Varese, riattaccato braccio a un giovane dopo incidente

Era rimasto amputato in un incidente stradale
Varese, chirurgia mano equipe Asst 7laghi

Il braccio amputato di un giovane coinvolto in un incidente stradale è salvo e, quanto al suo funzionamento, nuovi segnali incoraggiano la speranza. L'annuncio del buon esito di un delicato e complesso intervento è stato dato dal responsabile della Microchirurgia e chirurgia della mano di Asst Sette Laghi di Varese Alessandro Fagetti,
Il braccio era rimasto strappato all'incirca a metà dell'omero, completamente staccato dal corpo ad eccezione di alcuni nervi rimasti continui. Al pronto soccorso dell'ospedale varesino la vittima viene accolta da un trauma team a misura del caso, composto non solo dal nucleo base di medico urgentista, anestesista rianimatore e chirurgo d'urgenza, ma anche da uno specialista della struttura di Microchirurgia e chirurgia della mano.
REIMPIANTO
I traumi cranico e toracico del paziente, pur di severa entità, non richiedono un intervento e così un'équipe chirurgica mista si prepara ad operare il braccio. La tempestività è determinante e l'intervento deve iniziare nel giro di quattro ore al massimo.

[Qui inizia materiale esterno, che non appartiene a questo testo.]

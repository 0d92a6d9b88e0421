//! The candidate generation index : a forest of random partition trees over Hamming space.

pub mod forest;
pub mod node;
pub mod tree;

pub use forest::*;
pub use node::{PartitionNode, SeqId};
pub use tree::*;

A tentare di salvare l'arto, 'reimpiantandolo' e rendendolo di nuovo funzionante, entrano in sala operatoria con il dottor Fagetti la sua collaboratrice Anna Brandolini, il chirurgo vascolare Nicola Rivolta e l'anestesista Simone Binda, del servizio guidato da Alessandro Bacuzzi. Dopo un'operazione di oltre sei ore, il paziente, considerati anche gli altri traumi, viene affidato alle cure della terapia intensiva del professor Luca Cabrini.
RICOSTRUZIONE
Dopo i primi giorni postoperatori la buona riuscita dell'operazione incoraggia a procedere anche alla ricostruzione della copertura cutanea. L'équipe questa volta è composta da Fagetti con il suo collaboratore Julien Teodori, dal dottore Federico Tamborini, uno degli specialisti della Chirurgia plastica guidata dal professor Luigi Valdatta, e dall'anestesista Mara Saporiti, sempre della squadra di Alessandro Bacuzzi.

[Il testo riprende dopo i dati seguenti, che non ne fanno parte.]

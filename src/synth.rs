//! Generation of synthetic allele profiles.
//!
//! Profiles are generated by successive mutations so that the collection has the clonal structure
//! of a typed population : each new profile is a copy of an earlier one with a few loci receiving
//! a new allele code.

use rand::rngs::StdRng;
use rand::{Rng, SeedableRng};

use crate::errors::{CgError, CgResult};
use crate::seqstore::{SeqMatrix, SeqStore};
use crate::utils::parameters::DatasetParams;

fn check_nb_types(nb_types: usize) -> CgResult<()> {
    if !(2..=256).contains(&nb_types) {
        return Err(CgError::InvalidParameters(format!(
            "number of allele types must be in [2, 256], got {}",
            nb_types
        )));
    }
    Ok(())
}

/// Creates params.nb_seqs profiles of length params.schema_length.
///
/// Profile 0 has allele 1 at every locus. Profile n copies a profile chosen uniformly among the n first
/// and mutates each locus with probability diversity / schema_length, so the number of mutated loci is
/// binomial with mean diversity. A mutated locus gets the next allele code of that locus, codes wrap in [1, nb_types).
pub fn create_seqs(params: &DatasetParams) -> CgResult<SeqMatrix> {
    check_nb_types(params.nb_types)?;
    // code 0 is the missing allele, a mutation needs two codes in [1, nb_types)
    if params.nb_types < 3 {
        return Err(CgError::InvalidParameters(format!(
            "create_seqs needs at least 3 allele types, got {}",
            params.nb_types
        )));
    }
    let schema_length = params.schema_length;
    let mut matrix = SeqMatrix::with_capacity(schema_length, params.nb_seqs);
    if params.nb_seqs == 0 {
        return Ok(matrix);
    }
    log::info!(
        "create_seqs : nb_seqs {}, schema length {}, diversity {}, seed {}",
        params.nb_seqs,
        schema_length,
        params.diversity,
        params.seed
    );
    //
    let mut rng = StdRng::seed_from_u64(params.seed);
    let proba = if schema_length > 0 {
        (params.diversity as f64 / schema_length as f64).min(1.)
    } else {
        0.
    };
    let max_code = (params.nb_types - 1) as u16;
    let mut allele_maxima = vec![1u16; schema_length];
    matrix.push(&vec![1u8; schema_length])?;
    //
    let mut newseq = vec![0u8; schema_length];
    for n in 1..params.nb_seqs {
        let parent = rng.random_range(0..n);
        newseq.copy_from_slice(matrix.get(parent));
        for (site, allele) in newseq.iter_mut().enumerate() {
            if rng.random_bool(proba) {
                allele_maxima[site] = allele_maxima[site] % max_code + 1;
                *allele = allele_maxima[site] as u8;
            }
        }
        matrix.push(&newseq)?;
    }
    //
    Ok(matrix)
} // end of create_seqs

/// returns a copy of seq differing from it at exactly nb_sites loci, with codes in [0, nb_types)
pub fn mutate<R: Rng>(seq: &[u8], nb_sites: usize, nb_types: usize, rng: &mut R) -> CgResult<Vec<u8>> {
    check_nb_types(nb_types)?;
    if nb_sites > seq.len() {
        return Err(CgError::InvalidParameters(format!(
            "cannot mutate {} sites in a sequence of length {}",
            nb_sites,
            seq.len()
        )));
    }
    let mut newseq = seq.to_vec();
    for site in rand::seq::index::sample(rng, seq.len(), nb_sites) {
        // draw in nb_types - 1 values and skip the current one
        let mut allele = rng.random_range(0..(nb_types - 1)) as u8;
        if allele >= seq[site] {
            allele += 1;
        }
        newseq[site] = allele;
    }
    Ok(newseq)
} // end of mutate

/// Builds a store of nb_seqs profiles around a random reference (stored at rank 0).
/// Profile i is at Hamming distance exactly i % (schema_length + 1) of the reference, distances are returned with the store.
pub fn create_around_reference(
    nb_seqs: usize,
    schema_length: usize,
    nb_types: usize,
    seed: u64,
) -> CgResult<(SeqMatrix, Vec<usize>)> {
    check_nb_types(nb_types)?;
    let mut rng = StdRng::seed_from_u64(seed);
    let reference: Vec<u8> = (0..schema_length)
        .map(|_| rng.random_range(0..nb_types) as u8)
        .collect();
    let mut matrix = SeqMatrix::with_capacity(schema_length, nb_seqs);
    let mut distances = Vec::with_capacity(nb_seqs);
    for i in 0..nb_seqs {
        let dist = i % (schema_length + 1);
        let seq = mutate(&reference, dist, nb_types, &mut rng)?;
        matrix.push(&seq)?;
        distances.push(dist);
    }
    Ok((matrix, distances))
} // end of create_around_reference

//=====================================================================================

#[cfg(test)]
mod tests {

    use super::*;
    use crate::search::hamming_distance;

    #[test]
    fn mutate_gives_exact_distance() {
        let mut rng = StdRng::seed_from_u64(7);
        let seq: Vec<u8> = (0..100).map(|i| (i % 4) as u8).collect();
        for nb_sites in [0, 1, 17, 100] {
            let newseq = mutate(&seq, nb_sites, 4, &mut rng).unwrap();
            assert_eq!(hamming_distance(&seq, &newseq), nb_sites);
            assert!(newseq.iter().all(|&a| a < 4));
        }
        assert!(mutate(&seq, 101, 4, &mut rng).is_err());
        assert!(mutate(&seq, 1, 1, &mut rng).is_err());
    }

    #[test]
    fn created_seqs_are_reproducible() {
        let params = DatasetParams::new(300, 50, 10, 5, 42);
        let m1 = create_seqs(&params).unwrap();
        let m2 = create_seqs(&params).unwrap();
        assert_eq!(m1.len(), 300);
        assert_eq!(m1.get(0), &[1u8; 50]);
        for i in 0..m1.len() {
            assert_eq!(m1.get(i), m2.get(i));
            assert!(m1.get(i).iter().all(|&a| a >= 1 && a < 10));
        }
        // some mutations occurred
        assert!((1..m1.len()).any(|i| m1.get(i) != m1.get(0)));
    }

    #[test]
    fn smallest_allele_range() {
        // with 3 types codes 1 and 2 alternate, profiles differ
        let m = create_seqs(&DatasetParams::new(100, 40, 3, 5, 1)).unwrap();
        assert!((1..m.len()).any(|i| m.get(i) != m.get(0)));
        assert!((0..m.len()).all(|i| m.get(i).iter().all(|&a| a == 1 || a == 2)));
        // only one non missing code : nothing could mutate
        assert!(matches!(
            create_seqs(&DatasetParams::new(100, 40, 2, 5, 1)),
            Err(CgError::InvalidParameters(_))
        ));
    }

    #[test]
    fn reference_distances() {
        let (matrix, distances) = create_around_reference(120, 50, 4, 3).unwrap();
        assert_eq!(matrix.len(), 120);
        for i in 0..matrix.len() {
            assert_eq!(hamming_distance(matrix.get(0), matrix.get(i)), distances[i]);
        }
    }
} // end of mod tests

Dalla coscia del paziente viene prelevato un lembo di pelle con relativa vascolarizzazione e posto a copertura del difetto cutaneo sul braccio, procedendo poi alla sua rivascolarizzazione. In tutto, il secondo intervento è durato quattro ore.

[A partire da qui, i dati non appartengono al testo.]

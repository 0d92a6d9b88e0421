//! Search pipeline : forest candidates, then verification of each candidate.
//!
//! The brute force scan of the whole store is also provided, it gives the reference answer
//! to measure the recall of the forest.

use fxhash::FxHashSet;
use rayon::prelude::*;

use crate::errors::{CgError, CgResult};
use crate::index::{Forest, SeqId};
use crate::seqstore::SeqStore;
use crate::verify::Verifier;

/// number of loci where a and b differ
pub fn hamming_distance(a: &[u8], b: &[u8]) -> usize {
    debug_assert_eq!(a.len(), b.len());
    a.iter().zip(b).filter(|(x, y)| x != y).count()
}

fn check_query<S: SeqStore>(store: &S, query: &[u8]) -> CgResult<()> {
    if query.len() != store.schema_length() {
        return Err(CgError::InvalidInput {
            expected: store.schema_length(),
            got: query.len(),
        });
    }
    Ok(())
}

/// Returns ids of store accepted by verifier among the candidates the forest gives for query.
/// The forest union has no duplicate, so each candidate is verified once. No ordering of the result.
pub fn search<S, V>(forest: &Forest, store: &S, query: &[u8], verifier: &V) -> CgResult<Vec<SeqId>>
where
    S: SeqStore,
    V: Verifier + ?Sized,
{
    check_query(store, query)?;
    let candidates = forest.query(query)?;
    let hits: Vec<SeqId> = candidates
        .iter()
        .copied()
        .filter(|&id| verifier.verify(store.get(id as usize), query).is_some())
        .collect();
    log::debug!("search : nb candidates {}, nb hits {}", candidates.len(), hits.len());
    Ok(hits)
} // end of search

/// same as search, candidates are verified in parallel
pub fn par_search<S, V>(forest: &Forest, store: &S, query: &[u8], verifier: &V) -> CgResult<Vec<SeqId>>
where
    S: SeqStore,
    V: Verifier + ?Sized,
{
    check_query(store, query)?;
    let candidates = forest.query(query)?;
    let hits: Vec<SeqId> = candidates
        .par_iter()
        .copied()
        .filter(|&id| verifier.verify(store.get(id as usize), query).is_some())
        .collect();
    log::debug!("par_search : nb candidates {}, nb hits {}", candidates.len(), hits.len());
    Ok(hits)
} // end of par_search

/// verifies every sequence of store, hits in increasing id order
pub fn naive_search<S, V>(store: &S, query: &[u8], verifier: &V) -> CgResult<Vec<SeqId>>
where
    S: SeqStore,
    V: Verifier + ?Sized,
{
    check_query(store, query)?;
    let hits: Vec<SeqId> = (0..store.len())
        .filter(|&id| verifier.verify(store.get(id), query).is_some())
        .map(|id| id as SeqId)
        .collect();
    log::debug!("naive_search : nb hits {}", hits.len());
    Ok(hits)
} // end of naive_search

/// fraction of expected ids present in found, 1. if expected is empty
pub fn recall(found: &[SeqId], expected: &[SeqId]) -> f64 {
    if expected.is_empty() {
        return 1.;
    }
    let found: FxHashSet<SeqId> = found.iter().copied().collect();
    let nb_found = expected.iter().filter(|id| found.contains(id)).count();
    nb_found as f64 / expected.len() as f64
}

//=====================================================================================

// end of mod tests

Nei giorni seguenti non emergono complicanze e il giovane viene risvegliato e trasferito in un reparto di degenza ordinaria. «Ci vuole ancora tempo, e poi ci vorrà della riabilitazione» ha spiegato Fagetti. «Ma ogni giorno è una conquista, ogni giorno le probabilità di successo, di quello pieno e completo intendo, aumentano».
Nella foto: l'équipe di Microchirurgia e chirurgia della mano (Asst Sette Laghi).